[[ Records provided open ]]

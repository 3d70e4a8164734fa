use bevy::prelude::*;
use bevy::render::camera::{ScalingMode, Viewport};
use bevy::render::view::RenderLayers;
use bevy::window::PrimaryWindow;

use crate::components::{HeadlessMode, VIEWPORT_HEIGHT, VIEWPORT_WIDTH};
use crate::session::PreviewSet;

/// Render layer carrying world sprites; seen by both cameras.
pub const WORLD_LAYER: usize = 0;
/// Render layer for name labels, health bars and help text; main camera only.
pub const OVERLAY_LAYER: usize = 1;

pub const MINIMAP_POSITION: UVec2 = UVec2::new(780, 20);
pub const MINIMAP_SIZE: UVec2 = UVec2::new(160, 100);
pub const MINIMAP_ZOOM: f32 = 0.18;

/// Shake of the main camera. Intensity is a fraction of the viewport size.
#[derive(Resource, Clone, Default, Debug)]
pub struct CameraShakeState {
    pub intensity: f32,
    pub remaining: f32,
    pub duration: f32,
}

impl CameraShakeState {
    pub fn is_active(&self) -> bool {
        self.remaining > 0.0 && self.intensity > 0.0
    }

    /// Starts a shake; a running stronger shake is left alone.
    pub fn start(&mut self, duration: f32, intensity: f32) {
        if self.is_active() && self.intensity > intensity {
            return;
        }
        self.intensity = intensity.max(0.0);
        self.duration = duration.max(0.0);
        self.remaining = self.duration;
    }
}

#[derive(Component)]
pub struct MainCamera;

/// Corner camera showing the whole scene without overlays.
#[derive(Component)]
pub struct MinimapCamera;

pub struct CameraPlugin;

impl Plugin for CameraPlugin {
    fn build(&self, app: &mut App) {
        app.insert_resource(CameraShakeState::default())
            .add_systems(Startup, spawn_camera)
            .add_systems(
                Update,
                (camera_shake, fit_minimap_viewport).in_set(PreviewSet::Render),
            );
    }
}

fn spawn_camera(mut commands: Commands, headless: Res<HeadlessMode>) {
    if headless.0 {
        return;
    }
    commands.spawn((
        MainCamera,
        Camera2d,
        OrthographicProjection {
            scaling_mode: ScalingMode::Fixed {
                width: VIEWPORT_WIDTH,
                height: VIEWPORT_HEIGHT,
            },
            ..OrthographicProjection::default_2d()
        },
        RenderLayers::from_layers(&[WORLD_LAYER, OVERLAY_LAYER]),
        Transform::from_xyz(0.0, 0.0, 100.0),
    ));
}

/// Components of the minimap camera; spawned with the session's world.
pub fn minimap_bundle() -> impl Bundle {
    (
        MinimapCamera,
        Camera2d,
        Camera {
            order: 1,
            viewport: Some(Viewport {
                physical_position: MINIMAP_POSITION,
                physical_size: MINIMAP_SIZE,
                ..default()
            }),
            clear_color: ClearColorConfig::Custom(Color::BLACK),
            ..default()
        },
        OrthographicProjection {
            scale: 1.0 / MINIMAP_ZOOM,
            ..OrthographicProjection::default_2d()
        },
        RenderLayers::layer(WORLD_LAYER),
        Transform::from_xyz(0.0, 0.0, 100.0),
    )
}

/// Keeps the minimap in the same corner when the window is resized or scaled.
fn fit_minimap_viewport(
    windows: Query<&Window, With<PrimaryWindow>>,
    mut cameras: Query<&mut Camera, With<MinimapCamera>>,
) {
    let Ok(window) = windows.get_single() else {
        return;
    };
    let ratio = window.physical_width() as f32 / VIEWPORT_WIDTH;
    if ratio <= 0.0 {
        return;
    }
    let scaled = |v: UVec2| UVec2::new((v.x as f32 * ratio) as u32, (v.y as f32 * ratio) as u32);
    for mut camera in cameras.iter_mut() {
        let position = scaled(MINIMAP_POSITION);
        let size = scaled(MINIMAP_SIZE).max(UVec2::ONE);
        let unchanged = camera
            .viewport
            .as_ref()
            .is_some_and(|v| v.physical_position == position && v.physical_size == size);
        if !unchanged {
            camera.viewport = Some(Viewport {
                physical_position: position,
                physical_size: size,
                ..default()
            });
        }
    }
}

pub(crate) fn camera_shake(
    time: Res<Time>,
    mut shake: ResMut<CameraShakeState>,
    mut camera_query: Query<&mut Transform, With<MainCamera>>,
) {
    let mut offset = Vec2::ZERO;
    if shake.is_active() {
        shake.remaining = (shake.remaining - time.delta_secs()).max(0.0);
        let t = time.elapsed_secs();
        let life = if shake.duration > 0.0 {
            (shake.remaining / shake.duration).clamp(0.0, 1.0)
        } else {
            0.0
        };
        offset.x = (t * 31.0).sin() * shake.intensity * VIEWPORT_WIDTH * life;
        offset.y = (t * 43.0).cos() * shake.intensity * VIEWPORT_HEIGHT * life;
    }

    for mut cam_transform in camera_query.iter_mut() {
        cam_transform.translation.x = offset.x;
        cam_transform.translation.y = offset.y;
    }
}
use bevy::prelude::*;
use bevy::render::view::RenderLayers;
use bevy::sprite::Anchor;

use crate::animation::AnimationPlayer;
use crate::camera::OVERLAY_LAYER;
use crate::components::{ActorVisual, Depth, GamePosition, Health, SessionEntity, SessionId};
use crate::session::PreviewSet;
use crate::sprites::ActorSheets;

pub const LABEL_OFFSET: f32 = 25.0;
pub const BAR_OFFSET: f32 = 10.0;
pub const BAR_SIZE: Vec2 = Vec2::new(50.0, 5.0);
pub const OVERLAY_DEPTH: f32 = 5.0;

pub const PROTAGONIST_BAR: Color = Color::srgb(0.0, 1.0, 0.0);
pub const ANTAGONIST_BAR: Color = Color::srgb(1.0, 0.0, 0.0);

/// Top edge of an actor's visual, in viewport space.
///
/// The pivot sits near the feet, so the top is `y - display_height * origin_y`,
/// not a fixed offset from the anchor.
pub fn overlay_top(y: f32, display_height: f32, origin_y: f32) -> f32 {
    y - display_height * origin_y
}

/// Entities of an actor's name label and health bar.
#[derive(Component, Clone, Copy, Debug)]
pub struct ActorOverlay {
    pub label: Entity,
    pub bar_background: Entity,
    pub bar_fill: Entity,
}

#[derive(Clone, Copy, PartialEq, Eq, Debug)]
pub enum OverlayPart {
    Label,
    BarBackground,
    BarFill,
}

/// Back-reference from an overlay part to its actor.
#[derive(Component, Clone, Copy, Debug)]
pub struct OverlayOf {
    pub actor: Entity,
    pub part: OverlayPart,
}

/// Current width of a health bar fill.
#[derive(Component, Clone, Copy, Debug, Default)]
pub struct BarFill {
    pub width: f32,
}

#[derive(Component)]
pub struct HelpText;

pub struct OverlayPlugin;

impl Plugin for OverlayPlugin {
    fn build(&self, app: &mut App) {
        app.add_systems(
            Update,
            (sweep_orphan_overlays, sync_overlays)
                .chain()
                .in_set(PreviewSet::Effects)
                .after(crate::tween::tick_tweens),
        );
    }
}

/// Spawns label and bar entities for `actor` and links them to it.
pub fn attach_overlay(
    world: &mut World,
    actor: Entity,
    session: SessionId,
    name: &str,
    bar_color: Color,
    with_visuals: bool,
) -> ActorOverlay {
    let base = (
        SessionEntity(session),
        GamePosition::default(),
        Depth(OVERLAY_DEPTH),
        Transform::default(),
        RenderLayers::layer(OVERLAY_LAYER),
    );
    let mut label = world.spawn((
        base.clone(),
        OverlayOf {
            actor,
            part: OverlayPart::Label,
        },
    ));
    if with_visuals {
        label.insert((
            Text2d::new(name.to_string()),
            TextFont {
                font_size: 14.0,
                ..default()
            },
            TextColor(Color::WHITE),
        ));
    }
    let label = label.id();

    let mut bar_background = world.spawn((
        base.clone(),
        OverlayOf {
            actor,
            part: OverlayPart::BarBackground,
        },
    ));
    if with_visuals {
        bar_background.insert(Sprite::from_color(Color::BLACK, BAR_SIZE));
    }
    let bar_background = bar_background.id();

    let mut bar_fill = world.spawn((
        base,
        OverlayOf {
            actor,
            part: OverlayPart::BarFill,
        },
        BarFill { width: BAR_SIZE.x },
    ));
    if with_visuals {
        bar_fill.insert(Sprite {
            color: bar_color,
            custom_size: Some(BAR_SIZE),
            anchor: Anchor::CenterLeft,
            ..default()
        });
    }
    let bar_fill = bar_fill.id();

    let overlay = ActorOverlay {
        label,
        bar_background,
        bar_fill,
    };
    world.entity_mut(actor).insert(overlay);
    overlay
}

/// Control hint in the top-left corner of the viewport.
pub fn spawn_help_text(world: &mut World, session: SessionId, with_visuals: bool) -> Entity {
    let mut help = world.spawn((
        HelpText,
        SessionEntity(session),
        GamePosition::new(15.0, 15.0),
        Depth(10.0),
        Transform::default(),
        RenderLayers::layer(OVERLAY_LAYER),
    ));
    if with_visuals {
        help.insert((
            Text2d::new("WASD / Arrows move | Space attack | R ultimate"),
            TextFont {
                font_size: 18.0,
                ..default()
            },
            TextColor(Color::WHITE),
            Anchor::TopLeft,
        ));
    }
    help.id()
}

/// Height of the frame currently on screen. Clips may differ in frame size,
/// so the active clip wins over the size recorded at spawn.
fn shown_height(
    visual: &ActorVisual,
    transform: &Transform,
    anim: Option<(&AnimationPlayer, &ActorSheets)>,
) -> f32 {
    anim.and_then(|(player, sheets)| sheets.frame_size(player.state.clip()))
        .map_or_else(
            || visual.display_height(transform),
            |frame| frame.y * transform.scale.y.abs(),
        )
}

pub(crate) fn sync_overlays(
    actors: Query<(
        &ActorOverlay,
        &GamePosition,
        &ActorVisual,
        &Transform,
        &Health,
        Option<(&AnimationPlayer, &ActorSheets)>,
    )>,
    mut parts: Query<
        (&mut GamePosition, Option<&mut BarFill>, Option<&mut Sprite>),
        (With<OverlayOf>, Without<ActorOverlay>),
    >,
) {
    for (overlay, pos, visual, transform, health, anim) in actors.iter() {
        let top = overlay_top(pos.y, shown_height(visual, transform, anim), visual.origin.y);
        if let Ok((mut label_pos, _, _)) = parts.get_mut(overlay.label) {
            *label_pos = GamePosition::new(pos.x, top - LABEL_OFFSET);
        }
        if let Ok((mut bg_pos, _, _)) = parts.get_mut(overlay.bar_background) {
            *bg_pos = GamePosition::new(pos.x, top - BAR_OFFSET);
        }
        if let Ok((mut fill_pos, fill, sprite)) = parts.get_mut(overlay.bar_fill) {
            *fill_pos = GamePosition::new(pos.x - BAR_SIZE.x / 2.0, top - BAR_OFFSET);
            let width = BAR_SIZE.x * health.fraction();
            if let Some(mut fill) = fill {
                fill.width = width;
            }
            if let Some(mut sprite) = sprite {
                sprite.custom_size = Some(Vec2::new(width, BAR_SIZE.y));
            }
        }
    }
}

/// Overlay parts never outlive their actor.
pub(crate) fn sweep_orphan_overlays(
    mut commands: Commands,
    parts: Query<(Entity, &OverlayOf)>,
    actors: Query<(), With<ActorOverlay>>,
) {
    for (entity, part) in parts.iter() {
        if actors.get(part.actor).is_err() {
            commands.entity(entity).despawn();
        }
    }
}
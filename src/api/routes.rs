use super::*;

async fn ask<T>(
    state: &AppState,
    build: impl FnOnce(tokio::sync::oneshot::Sender<T>) -> ApiCommand,
) -> Result<T, String> {
    let (tx, rx) = tokio::sync::oneshot::channel();
    state
        .sender
        .send(build(tx))
        .map_err(|_| "Channel closed".to_string())?;
    rx.await.map_err(|_| "Channel closed".to_string())
}

fn respond<T: Serialize>(result: Result<T, String>) -> Json<ApiResponse<T>> {
    match result {
        Ok(data) => Json(ApiResponse::success(data)),
        Err(e) => Json(ApiResponse {
            ok: false,
            data: None,
            error: Some(e),
        }),
    }
}

pub(super) async fn get_state(State(state): State<AppState>) -> Json<ApiResponse<PreviewState>> {
    respond(ask(&state, ApiCommand::GetState).await)
}

pub(super) async fn get_roster(State(state): State<AppState>) -> Json<ApiResponse<RosterView>> {
    respond(ask(&state, ApiCommand::GetRoster).await)
}

pub(super) async fn post_roster_refresh(State(state): State<AppState>) -> Json<ApiResponse<String>> {
    match ask(&state, ApiCommand::RefreshRoster).await {
        Ok(Ok(())) => Json(ApiResponse::ok()),
        Ok(Err(e)) | Err(e) => Json(ApiResponse::err(e)),
    }
}

pub(super) async fn post_select(
    State(state): State<AppState>,
    Json(req): Json<SelectRequest>,
) -> Json<ApiResponse<SelectResult>> {
    respond(ask(&state, |tx| ApiCommand::Select(req, tx)).await.and_then(|r| r))
}

pub(super) async fn post_start(State(state): State<AppState>) -> Json<ApiResponse<SessionResult>> {
    respond(ask(&state, ApiCommand::Start).await.and_then(|r| r))
}

pub(super) async fn post_stop(State(state): State<AppState>) -> Json<ApiResponse<SessionResult>> {
    respond(ask(&state, ApiCommand::Stop).await)
}

pub(super) async fn get_events(
    State(state): State<AppState>,
    Query(query): Query<EventsQuery>,
) -> Json<ApiResponse<Vec<PreviewEvent>>> {
    respond(ask(&state, |tx| ApiCommand::GetEvents(query.since, tx)).await)
}

/// Marks a variant as final on the backend, then re-checks the roster so
/// the new asset becomes selectable.
pub(super) async fn post_select_variant(
    State(state): State<AppState>,
    Path((kind, item_id, variant_id)): Path<(String, String, String)>,
) -> Json<ApiResponse<SelectOutcome>> {
    respond(select_variant(&state, &kind, &item_id, &variant_id).await)
}

async fn select_variant(
    state: &AppState,
    kind: &str,
    item_id: &str,
    variant_id: &str,
) -> Result<SelectOutcome, String> {
    let project = state.project()?;
    let kind: SpecKind = kind.parse().map_err(|e: UnknownSpecKind| e.to_string())?;
    let outcome = state
        .backend
        .select_variant(project, kind, item_id, variant_id)
        .await
        .map_err(|e| e.to_string())?;
    info!(
        "[Preview API] selected {} variant {} for '{}'",
        kind.as_str(),
        variant_id,
        item_id
    );
    refresh_after_change(state).await;
    Ok(outcome)
}

pub(super) async fn post_upload_animation(
    State(state): State<AppState>,
    Json(req): Json<UploadAnimationRequest>,
) -> Json<ApiResponse<serde_json::Value>> {
    respond(upload_animation(&state, &req).await)
}

async fn upload_animation(
    state: &AppState,
    req: &UploadAnimationRequest,
) -> Result<serde_json::Value, String> {
    let project = state.project()?;
    if !ANIMATION_UPLOAD_TYPES.contains(&req.anim_type.as_str()) {
        return Err(format!(
            "anim_type must be one of {}",
            ANIMATION_UPLOAD_TYPES.join(", ")
        ));
    }
    let bytes = tokio::fs::read(&req.path).await.map_err(|source| {
        BackendError::LocalFile {
            path: req.path.clone(),
            source,
        }
        .to_string()
    })?;
    let file_name = std::path::Path::new(&req.path)
        .file_name()
        .and_then(|n| n.to_str())
        .unwrap_or("spritesheet.png")
        .to_string();
    let uploaded = state
        .backend
        .upload_animation(project, &req.item_id, &req.anim_type, &file_name, bytes)
        .await
        .map_err(|e| e.to_string())?;
    refresh_after_change(state).await;
    Ok(uploaded)
}

async fn refresh_after_change(state: &AppState) {
    if let Ok(Err(e)) = ask(state, ApiCommand::RefreshRoster).await {
        warn!("[Preview API] roster refresh failed: {e}");
    }
}
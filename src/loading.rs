use std::sync::Arc;

use bevy::prelude::*;
use crossbeam_channel::{Receiver, Sender};
use futures_util::future::join_all;
use serde::Serialize;

use crate::assets::{absolute_url, cache_busted, unix_millis};
use crate::backend::BackendClient;
use crate::components::{HeadlessMode, SessionId};
use crate::events::GameEventBus;
use crate::readiness::ReadyAsset;
use crate::session::{PreviewSession, PreviewSet, SessionPhase, SessionRequest};
use crate::sprites::AnimAction;

#[derive(Clone, Copy, PartialEq, Eq, Hash, Debug, Serialize)]
#[serde(rename_all = "snake_case")]
pub enum ActorRole {
    Protagonist,
    Antagonist,
}

impl ActorRole {
    /// Actions a role ever plays. The antagonist never attacks on its own.
    pub fn actions(self) -> &'static [AnimAction] {
        match self {
            Self::Protagonist => &[AnimAction::Idle, AnimAction::Walk, AnimAction::Attack],
            Self::Antagonist => &[AnimAction::Idle, AnimAction::Walk],
        }
    }
}

/// What a fetched image is used for.
#[derive(Clone, Copy, PartialEq, Eq, Hash, Debug)]
pub enum AssetSlot {
    Backdrop,
    Static(ActorRole),
    Action(ActorRole, AnimAction),
    Fallback(ActorRole),
}

#[derive(Clone, Debug, PartialEq)]
pub struct PlannedAsset {
    pub slot: AssetSlot,
    pub url: String,
}

/// Lists the images a session needs, with absolute cache-busted URLs.
///
/// An actor with usable animation data gets its declared per-action sheets
/// plus the shared fallback sheet; any other actor gets its static image.
pub fn plan_assets(base_url: &str, request: &SessionRequest, millis: u128) -> Vec<PlannedAsset> {
    let mut plan = Vec::new();
    let mut push = |slot, url: &str| {
        if !url.is_empty() {
            plan.push(PlannedAsset {
                slot,
                url: cache_busted(&absolute_url(base_url, url), millis),
            });
        }
    };

    push(AssetSlot::Backdrop, &request.scene.image_url);
    let actors = std::iter::once((ActorRole::Protagonist, &request.protagonist))
        .chain(request.antagonist.iter().map(|a| (ActorRole::Antagonist, a)));
    for (role, asset) in actors {
        match asset.animation.as_ref().filter(|a| a.usable()) {
            Some(animation) => {
                for &action in role.actions() {
                    if let Some(sheet) = action.sheet(&animation.types) {
                        push(AssetSlot::Action(role, action), &sheet.url);
                    }
                }
                push(
                    AssetSlot::Fallback(role),
                    animation.spritesheet_url.as_deref().unwrap_or_default(),
                );
            }
            None => push(AssetSlot::Static(role), &asset.image_url),
        }
    }
    plan
}

#[derive(Clone, Debug)]
pub struct DecodedImage {
    pub width: u32,
    pub height: u32,
    pub rgba: Vec<u8>,
}

impl DecodedImage {
    pub fn size(&self) -> UVec2 {
        UVec2::new(self.width, self.height)
    }
}

pub type LoadedImages = Vec<(AssetSlot, Result<DecodedImage, String>)>;

/// Everything fetched for one session.
pub struct LoadedBatch {
    pub session: SessionId,
    pub images: LoadedImages,
}

/// Background runtime and backend handle shared by asset loads and roster
/// checks. Absent in tests and whenever the preview runs offline.
#[derive(Resource, Clone)]
pub struct PreviewRuntime {
    pub runtime: Arc<tokio::runtime::Runtime>,
    pub client: BackendClient,
    pub project_id: String,
}

impl PreviewRuntime {
    pub fn new(client: BackendClient, project_id: impl Into<String>) -> std::io::Result<Self> {
        let runtime = tokio::runtime::Builder::new_multi_thread()
            .worker_threads(2)
            .thread_name("preview-io")
            .enable_all()
            .build()?;
        Ok(Self {
            runtime: Arc::new(runtime),
            client,
            project_id: project_id.into(),
        })
    }
}

#[derive(Resource)]
pub struct LoadChannel {
    tx: Sender<LoadedBatch>,
    rx: Receiver<LoadedBatch>,
}

impl Default for LoadChannel {
    fn default() -> Self {
        let (tx, rx) = crossbeam_channel::unbounded();
        Self { tx, rx }
    }
}

pub struct LoadingPlugin;

impl Plugin for LoadingPlugin {
    fn build(&self, app: &mut App) {
        app.init_resource::<LoadChannel>()
            .add_systems(Update, finish_loads.in_set(PreviewSet::Control));
    }
}

/// Starts fetching the assets of `request` for session `id`.
///
/// Without a runtime or in headless mode nothing is downloaded and the
/// batch completes empty, so the session builds with stand-in visuals.
pub fn begin_load(world: &mut World, id: SessionId, request: &SessionRequest) {
    let tx = world.get_resource_or_insert_with(LoadChannel::default).tx.clone();
    let headless = world.get_resource::<HeadlessMode>().is_some_and(|h| h.0);
    let runtime = world.get_resource::<PreviewRuntime>().cloned();

    let Some(runtime) = runtime.filter(|_| !headless) else {
        let _ = tx.send(LoadedBatch {
            session: id,
            images: Vec::new(),
        });
        return;
    };

    let plan = plan_assets(runtime.client.base_url(), request, unix_millis());
    info!("[Preview load] #{} fetching {} assets", id.0, plan.len());
    let client = runtime.client.clone();
    runtime.runtime.spawn(async move {
        let images = fetch_all(&client, plan).await;
        if tx.send(LoadedBatch { session: id, images }).is_err() {
            debug!("[Preview load] #{} finished after shutdown", id.0);
        }
    });
}

async fn fetch_all(client: &BackendClient, plan: Vec<PlannedAsset>) -> LoadedImages {
    let fetches = plan.into_iter().map(|planned| async move {
        let result = fetch_image(client, &planned.url).await;
        (planned.slot, result)
    });
    join_all(fetches).await
}

async fn fetch_image(client: &BackendClient, url: &str) -> Result<DecodedImage, String> {
    let bytes = client.fetch_bytes(url).await.map_err(|e| e.to_string())?;
    decode_image(&bytes).map_err(|e| format!("{url}: {e}"))
}

pub fn decode_image(bytes: &[u8]) -> Result<DecodedImage, image::ImageError> {
    let rgba = image::load_from_memory(bytes)?.to_rgba8();
    Ok(DecodedImage {
        width: rgba.width(),
        height: rgba.height(),
        rgba: rgba.into_raw(),
    })
}

/// Builds the world for completed loads. Batches of sessions that were
/// stopped or replaced meanwhile are dropped.
pub(crate) fn finish_loads(world: &mut World) {
    let batches: Vec<LoadedBatch> = match world.get_resource::<LoadChannel>() {
        Some(channel) => channel.rx.try_iter().collect(),
        None => return,
    };
    for batch in batches {
        let (current, phase, request) = {
            let session = world.resource::<PreviewSession>();
            (
                session.is_current(batch.session),
                session.phase(),
                session.request().cloned(),
            )
        };
        let Some(request) = request.filter(|_| current && phase == SessionPhase::Loading) else {
            debug!("[Preview load] discarding stale batch for #{}", batch.session.0);
            continue;
        };

        let failed = batch.images.iter().filter(|(_, r)| r.is_err()).count();
        crate::spawn::build_session(world, batch.session, &request, batch.images);
        world.resource_mut::<PreviewSession>().mark_running(batch.session);
        info!("[Preview session] #{} running", batch.session.0);
        if let Some(mut bus) = world.get_resource_mut::<GameEventBus>() {
            bus.emit(
                "session_running",
                serde_json::json!({
                    "protagonist": request.protagonist.id,
                    "antagonist": request.antagonist.as_ref().map(|a: &ReadyAsset| a.id.clone()),
                    "scene": request.scene.id,
                    "failed_assets": failed,
                }),
                Some(batch.session),
            );
        }
    }
}

#[cfg(test)]
mod tests {
    use super::*;
    use crate::backend::types::{ActionSheet, AnimationInfo, AnimationTypes};
    use crate::components::{Actor, SessionEntity};
    use crate::session::{start_session, stop_session};

    const BASE: &str = "http://localhost:8000";

    fn still(id: &str) -> ReadyAsset {
        ReadyAsset {
            id: id.into(),
            name: id.to_uppercase(),
            image_url: format!("{BASE}/assets/p/assets/characters/{id}/final.png"),
            animation: None,
        }
    }

    fn animated(id: &str) -> ReadyAsset {
        let sheet = |action: &str| ActionSheet {
            url: format!("/assets/p/assets/characters/{id}/animations/{action}.png"),
            frames: Some(6),
            frame_size: Some(96),
            content_bbox: None,
        };
        ReadyAsset {
            animation: Some(AnimationInfo {
                exists: true,
                spritesheet_url: Some(format!("/assets/p/assets/characters/{id}/animations/spritesheet.png")),
                types: AnimationTypes {
                    idle: Some(sheet("idle")),
                    walk: None,
                    attack: Some(sheet("attack")),
                },
            }),
            ..still(id)
        }
    }

    fn request(antagonist: Option<ReadyAsset>) -> SessionRequest {
        SessionRequest {
            protagonist: animated("wukong"),
            antagonist,
            scene: ReadyAsset {
                id: "mountain".into(),
                name: "Mountain".into(),
                image_url: format!("{BASE}/assets/p/assets/scenes/mountain/final.png"),
                animation: None,
            },
        }
    }

    #[test]
    fn plan_covers_sheets_fallback_and_static_images() {
        let plan = plan_assets(BASE, &request(Some(still("bajie"))), 42);
        let slots: Vec<AssetSlot> = plan.iter().map(|p| p.slot).collect();
        assert_eq!(
            slots,
            vec![
                AssetSlot::Backdrop,
                AssetSlot::Action(ActorRole::Protagonist, AnimAction::Idle),
                AssetSlot::Action(ActorRole::Protagonist, AnimAction::Attack),
                AssetSlot::Fallback(ActorRole::Protagonist),
                AssetSlot::Static(ActorRole::Antagonist),
            ]
        );
        assert_eq!(
            plan[1].url,
            "http://localhost:8000/assets/p/assets/characters/wukong/animations/idle.png?t=42"
        );
        assert!(plan.iter().all(|p| p.url.ends_with("t=42")));
    }

    #[test]
    fn antagonist_never_loads_an_attack_sheet() {
        let plan = plan_assets(BASE, &request(Some(animated("bajie"))), 1);
        assert!(!plan
            .iter()
            .any(|p| p.slot == AssetSlot::Action(ActorRole::Antagonist, AnimAction::Attack)));
        assert!(plan
            .iter()
            .any(|p| p.slot == AssetSlot::Fallback(ActorRole::Antagonist)));
    }

    fn headless_world() -> World {
        let mut world = World::new();
        world.insert_resource(HeadlessMode(true));
        world.insert_resource(PreviewSession::default());
        world.insert_resource(GameEventBus::default());
        world.insert_resource(crate::config::CombatTuning::default());
        world.init_resource::<LoadChannel>();
        world
    }

    fn actor_count(world: &mut World) -> usize {
        world.query::<&Actor>().iter(world).count()
    }

    #[test]
    fn restart_before_completion_builds_exactly_one_session() {
        let mut world = headless_world();
        let first = start_session(&mut world, request(Some(still("bajie"))));
        let second = start_session(&mut world, request(None));
        assert_ne!(first, second);

        finish_loads(&mut world);
        assert_eq!(world.resource::<PreviewSession>().phase(), SessionPhase::Running);
        assert_eq!(world.resource::<PreviewSession>().current(), Some(second));
        // The replaced request had an antagonist; the live one does not.
        assert_eq!(actor_count(&mut world), 1);
        let mut owners = world.query::<&SessionEntity>();
        assert!(owners.iter(&world).all(|o| o.0 == second));
    }

    #[test]
    fn load_completing_after_stop_is_ignored() {
        let mut world = headless_world();
        start_session(&mut world, request(Some(still("bajie"))));
        stop_session(&mut world);
        finish_loads(&mut world);
        assert_eq!(world.resource::<PreviewSession>().phase(), SessionPhase::Idle);
        assert_eq!(actor_count(&mut world), 0);
        assert_eq!(world.resource::<GameEventBus>().count("session_running"), 0);
    }

    #[test]
    fn decode_rejects_garbage() {
        assert!(decode_image(b"not an image").is_err());
    }
}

[[ Records provided closed ]]

▶ _Action item_: Among the lines above, return each one holding the string "second".

▶ _Your solution_:
        let second = start_session(&mut world, request(None));
        assert_ne!(first, second);
        assert_eq!(world.resource::<PreviewSession>().current(), Some(second));
        assert!(owners.iter(&world).all(|o| o.0 == second));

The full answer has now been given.